A case in point is a project onshore Mexico that incorporated an advanced point-the-bit RSS with a rugged measurement-while-drilling system to help the operator drill a very challenging well through several extremely hard formations while achieving directional drilling and wellbore placement objectives. Even with the overall emphasis on wellbore quality, the drilling portion of the project was completed ahead of schedule and below planned cost. The well was the area’s first horizontal application. It targeted a Middle Cretaceous formation, and the geologic conditions mirror those in some U.S. resource plays with abrasive interbedded formations.
Advanced RSS System
Recognizing that the well’s lithology would prove difficult to drill, the operator decided to implement a fully automated closed-loop, point-the-bit RSS to achieve highly accurate steering in the complex downhole environment.
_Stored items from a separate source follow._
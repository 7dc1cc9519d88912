//! Interned identifiers for cheap cloning and O(1) equality comparison.

use lasso::ThreadedRodeo;
use serde::{Deserialize, Serialize};

/// A unique identifier for any named entity in an architecture or task graph.
///
/// Identifiers are interned strings represented as a `u32` index into a
/// session-wide string interner. Instance names, port names, link names and
/// task names are all `Ident`s, which makes path comparison and hashing
/// O(length) over small integers rather than strings.
#[derive(Clone, Copy, PartialEq, Eq, PartialOrd, Ord, Hash, Debug, Serialize, Deserialize)]
pub struct Ident(u32);

impl Ident {
    /// Creates an `Ident` from a raw `u32` index.
    ///
    /// Primarily intended for deserialization and testing; in normal use
    /// identifiers are created through [`Interner::get_or_intern`].
    pub fn from_raw(index: u32) -> Self {
        Self(index)
    }

    /// Returns the raw `u32` index of this identifier.
    pub fn as_raw(self) -> u32 {
        self.0
    }
}

// SAFETY: `Ident` wraps a `u32` which is always a valid `usize` on 32-bit and
// 64-bit platforms. `try_from_usize` rejects values that don't fit in `u32`.
unsafe impl lasso::Key for Ident {
    fn into_usize(self) -> usize {
        self.0 as usize
    }

    fn try_from_usize(int: usize) -> Option<Self> {
        u32::try_from(int).ok().map(Ident)
    }
}

/// Thread-safe string interner backed by [`lasso::ThreadedRodeo`].
///
/// One interner is created per mapping session and threaded by reference into
/// every function that needs to render names in diagnostics.
pub struct Interner {
    rodeo: ThreadedRodeo<Ident>,
}

impl Interner {
    /// Creates a new empty interner.
    pub fn new() -> Self {
        Self {
            rodeo: ThreadedRodeo::new(),
        }
    }

    /// Interns a string, returning its [`Ident`]. If the string was already
    /// interned, returns the existing identifier without allocating.
    pub fn get_or_intern(&self, s: &str) -> Ident {
        self.rodeo.get_or_intern(s)
    }

    /// Resolves an [`Ident`] back to its string value.
    ///
    /// # Panics
    ///
    /// Panics if the `Ident` was not created by this interner.
    pub fn resolve(&self, ident: Ident) -> &str {
        self.rodeo.resolve(&ident)
    }
}

impl Default for Interner {
    fn default() -> Self {
        Self::new()
    }
}

#[cfg(test)]
mod tests {
    use super::*;

    #[test]
    fn intern_resolve_roundtrip() {
        let interner = Interner::new();
        let id = interner.get_or_intern("pe_0_0");
        assert_eq!(interner.resolve(id), "pe_0_0");
    }

    #[test]
    fn same_string_same_ident() {
        let interner = Interner::new();
        let a = interner.get_or_intern("north");
        let b = interner.get_or_intern("north");
        assert_eq!(a, b);
    }

    #[test]
    fn different_strings_different_idents() {
        let interner = Interner::new();
        let a = interner.get_or_intern("in");
        let b = interner.get_or_intern("out");
        assert_ne!(a, b);
    }

    #[test]
    fn serde_roundtrip() {
        let id = Ident::from_raw(42);
        let json = serde_json::to_string(&id).unwrap();
        let back: Ident = serde_json::from_str(&json).unwrap();
        assert_eq!(id, back);
    }
}
//! Diagnostic severity levels ordered from least to most severe.

use serde::{Deserialize, Serialize};
use std::fmt;

/// The severity level of a diagnostic message.
///
/// Ordered from least severe (`Note`) to most severe (`Error`), matching the
/// derived `PartialOrd`/`Ord` implementation based on declaration order.
#[derive(Clone, Copy, PartialEq, Eq, PartialOrd, Ord, Hash, Debug, Serialize, Deserialize)]
pub enum Severity {
    /// An informational note providing additional context.
    Note,
    /// A potential issue that should be reviewed but does not invalidate
    /// the mapping result.
    Warning,
    /// A definite problem: the affected part of the result is unusable.
    Error,
}

impl Severity {
    /// Returns `true` if this severity is [`Error`](Severity::Error).
    pub fn is_error(self) -> bool {
        self == Severity::Error
    }
}

impl fmt::Display for Severity {
    fn fmt(&self, f: &mut fmt::Formatter<'_>) -> fmt::Result {
        match self {
            Severity::Note => write!(f, "note"),
            Severity::Warning => write!(f, "warning"),
            Severity::Error => write!(f, "error"),
        }
    }
}
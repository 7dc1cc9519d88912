//! Dataflow task graphs: typed nodes and multi-endpoint edges.

use indexmap::IndexMap;
use mosaic_common::{Ident, MappingError, Metadata, MosaicResult};
use serde::{Deserialize, Serialize};
use std::collections::HashMap;

/// A task: a unit of work to be assigned to one fabric slot.
#[derive(Clone, Debug, Serialize, Deserialize)]
pub struct TaskNode {
    /// The task name, unique within its graph.
    pub name: Ident,
    /// Opaque metadata consulted only through the `RuleSet` oracle.
    pub metadata: Metadata,
}

impl TaskNode {
    /// Creates a task with empty metadata.
    pub fn new(name: Ident) -> Self {
        Self {
            name,
            metadata: Metadata::new(),
        }
    }

    /// Creates a task with the given metadata.
    pub fn with_metadata(name: Ident, metadata: Metadata) -> Self {
        Self { name, metadata }
    }
}

/// A dataflow connection from a set of source tasks to a set of sink tasks.
#[derive(Clone, Debug, Serialize, Deserialize)]
pub struct TaskEdge {
    /// Names of the tasks driving this edge.
    pub sources: Vec<Ident>,
    /// Names of the tasks consuming this edge.
    pub sinks: Vec<Ident>,
    /// Opaque metadata consulted only through the `RuleSet` oracle.
    pub metadata: Metadata,
}

impl TaskEdge {
    /// Creates an edge with empty metadata.
    pub fn new(sources: Vec<Ident>, sinks: Vec<Ident>) -> Self {
        Self {
            sources,
            sinks,
            metadata: Metadata::new(),
        }
    }

    /// The fanout of the edge: its number of sinks.
    pub fn fanout(&self) -> usize {
        self.sinks.len()
    }
}

/// A name-keyed dataflow graph with precomputed adjacency lists.
#[derive(Clone, Debug, Serialize, Deserialize)]
pub struct Taskgraph {
    /// The graph name.
    pub name: Ident,
    nodes: IndexMap<Ident, TaskNode>,
    edges: Vec<TaskEdge>,
    /// Edge indices having each node among their sources.
    #[serde(skip)]
    out_edges: HashMap<Ident, Vec<usize>>,
    /// Edge indices having each node among their sinks.
    #[serde(skip)]
    in_edges: HashMap<Ident, Vec<usize>>,
}

impl Taskgraph {
    /// Creates an empty task graph.
    pub fn new(name: Ident) -> Self {
        Self {
            name,
            nodes: IndexMap::new(),
            edges: Vec::new(),
            out_edges: HashMap::new(),
            in_edges: HashMap::new(),
        }
    }

    /// Adds a node.
    ///
    /// Fails if a node with the same name already exists.
    pub fn add_node(&mut self, node: TaskNode) -> MosaicResult<()> {
        if self.nodes.contains_key(&node.name) {
            return Err(MappingError::Construction(format!(
                "duplicate task {:?}",
                node.name
            )));
        }
        self.nodes.insert(node.name, node);
        Ok(())
    }

    /// Adds an edge and updates the adjacency lists.
    ///
    /// Every endpoint name must already be a node of the graph.
    pub fn add_edge(&mut self, edge: TaskEdge) -> MosaicResult<usize> {
        for name in edge.sources.iter().chain(&edge.sinks) {
            if !self.nodes.contains_key(name) {
                return Err(MappingError::Construction(format!(
                    "edge endpoint {name:?} is not a task of this graph"
                )));
            }
        }
        let index = self.edges.len();
        for &name in &edge.sources {
            self.out_edges.entry(name).or_default().push(index);
        }
        for &name in &edge.sinks {
            self.in_edges.entry(name).or_default().push(index);
        }
        self.edges.push(edge);
        Ok(index)
    }

    /// Returns the node with the given name.
    pub fn node(&self, name: Ident) -> Option<&TaskNode> {
        self.nodes.get(&name)
    }

    /// Iterates over nodes in insertion order.
    pub fn nodes(&self) -> impl Iterator<Item = &TaskNode> {
        self.nodes.values()
    }

    /// Returns the number of nodes.
    pub fn node_count(&self) -> usize {
        self.nodes.len()
    }

    /// Returns the edge list.
    pub fn edges(&self) -> &[TaskEdge] {
        &self.edges
    }

    /// Returns the indices of edges driven by `name`.
    pub fn out_edges(&self, name: Ident) -> &[usize] {
        self.out_edges.get(&name).map(Vec::as_slice).unwrap_or(&[])
    }

    /// Returns the indices of edges consumed by `name`.
    pub fn in_edges(&self, name: Ident) -> &[usize] {
        self.in_edges.get(&name).map(Vec::as_slice).unwrap_or(&[])
    }

    /// Rebuilds the adjacency lists after deserialization.
    pub fn rebuild_adjacency(&mut self) {
        self.out_edges.clear();
        self.in_edges.clear();
        for (index, edge) in self.edges.iter().enumerate() {
            for &name in &edge.sources {
                self.out_edges.entry(name).or_default().push(index);
            }
            for &name in &edge.sinks {
                self.in_edges.entry(name).or_default().push(index);
            }
        }
    }
}
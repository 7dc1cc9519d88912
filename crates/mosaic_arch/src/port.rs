//! Component ports.

use mosaic_common::Ident;
use serde::{Deserialize, Serialize};

/// The direction of a port relative to its owning component.
#[derive(Clone, Copy, PartialEq, Eq, Hash, Debug, Serialize, Deserialize)]
pub enum Direction {
    /// Signal flows into the component.
    Input,
    /// Signal flows out of the component.
    Output,
}

impl Direction {
    /// Returns the opposite direction.
    ///
    /// A component's own boundary port faces the interior with the
    /// opposite direction: an input port drives inward and acts as a
    /// source for the links inside, an output port is driven from inside.
    /// Link-endpoint validation lifts boundary ports through this before
    /// checking signal flow.
    pub fn invert(self) -> Direction {
        match self {
            Direction::Input => Direction::Output,
            Direction::Output => Direction::Input,
        }
    }
}

/// A named endpoint on a component.
#[derive(Clone, Debug, Serialize, Deserialize)]
pub struct Port {
    /// The port name, unique within its component.
    pub name: Ident,
    /// The signal direction.
    pub direction: Direction,
}

impl Port {
    /// Creates a new port.
    pub fn new(name: Ident, direction: Direction) -> Self {
        Self { name, direction }
    }
}

#[cfg(test)]
mod tests {
    use super::*;

    #[test]
    fn invert_is_involution() {
        assert_eq!(Direction::Input.invert(), Direction::Output);
        assert_eq!(Direction::Output.invert(), Direction::Input);
        assert_eq!(Direction::Input.invert().invert(), Direction::Input);
    }

    #[test]
    fn port_fields() {
        let p = Port::new(Ident::from_raw(3), Direction::Output);
        assert_eq!(p.name, Ident::from_raw(3));
        assert_eq!(p.direction, Direction::Output);
    }
}
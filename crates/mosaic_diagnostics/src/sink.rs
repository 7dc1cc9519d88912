//! Diagnostic accumulator for the sequential mapping pipeline.

use crate::diagnostic::Diagnostic;
use std::cell::RefCell;

/// An accumulator for diagnostics emitted during placement and routing.
///
/// The mapping stages run sequentially on one thread — the grid and the
/// occupancy counters they mutate are inherently serial — so the sink uses
/// plain interior mutability rather than locks, and error counts are
/// derived from the stored diagnostics on demand.
pub struct DiagnosticSink {
    diagnostics: RefCell<Vec<Diagnostic>>,
}

impl DiagnosticSink {
    /// Creates a new empty diagnostic sink.
    pub fn new() -> Self {
        Self {
            diagnostics: RefCell::new(Vec::new()),
        }
    }

    /// Emits a diagnostic into the sink.
    pub fn emit(&self, diag: Diagnostic) {
        self.diagnostics.borrow_mut().push(diag);
    }

    /// Returns `true` if any error-severity diagnostics are held.
    pub fn has_errors(&self) -> bool {
        self.diagnostics
            .borrow()
            .iter()
            .any(|d| d.severity.is_error())
    }

    /// Returns the number of error-severity diagnostics held.
    pub fn error_count(&self) -> usize {
        self.diagnostics
            .borrow()
            .iter()
            .filter(|d| d.severity.is_error())
            .count()
    }

    /// Returns the number of diagnostics held, of any severity.
    pub fn len(&self) -> usize {
        self.diagnostics.borrow().len()
    }

    /// Returns `true` if no diagnostics are held.
    pub fn is_empty(&self) -> bool {
        self.diagnostics.borrow().is_empty()
    }

    /// Takes all accumulated diagnostics, leaving the sink empty.
    ///
    /// After draining, `has_errors` and `error_count` reflect only
    /// diagnostics emitted afterwards.
    pub fn take_all(&self) -> Vec<Diagnostic> {
        self.diagnostics.take()
    }

    /// Returns a snapshot of all accumulated diagnostics without draining.
    pub fn diagnostics(&self) -> Vec<Diagnostic> {
        self.diagnostics.borrow().clone()
    }
}

impl Default for DiagnosticSink {
    fn default() -> Self {
        Self::new()
    }
}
Another objective for using RSS was to help reach the drilling target and producing zone more effectively while adhering, at minimum, to planned drilling days. The RSS system features a functionality whereby it can be programmed at surface to hit a drilling target and then effectively left on “cruise control” until the target changes.
In this project, if the well path deviated from the targeted zone, the system was set to autocorrect its course without driller input, automatically recalculating the trajectory every 96 seconds. This eliminates the need for data downlinking to change course or enter a cruise control mode, which takes additional time.
In addition, incorporating an RSS with an onboard guidance system enabled the operator to control inclination and azimuth via closed-loop communications with surface and real-time feedback, enhancing the ability to geosteer and place the well correctly. The point-the-bit system proved ideal for this application, where it was crucial to drill a wellbore devoid of tortuosity and drilling dysfunctions.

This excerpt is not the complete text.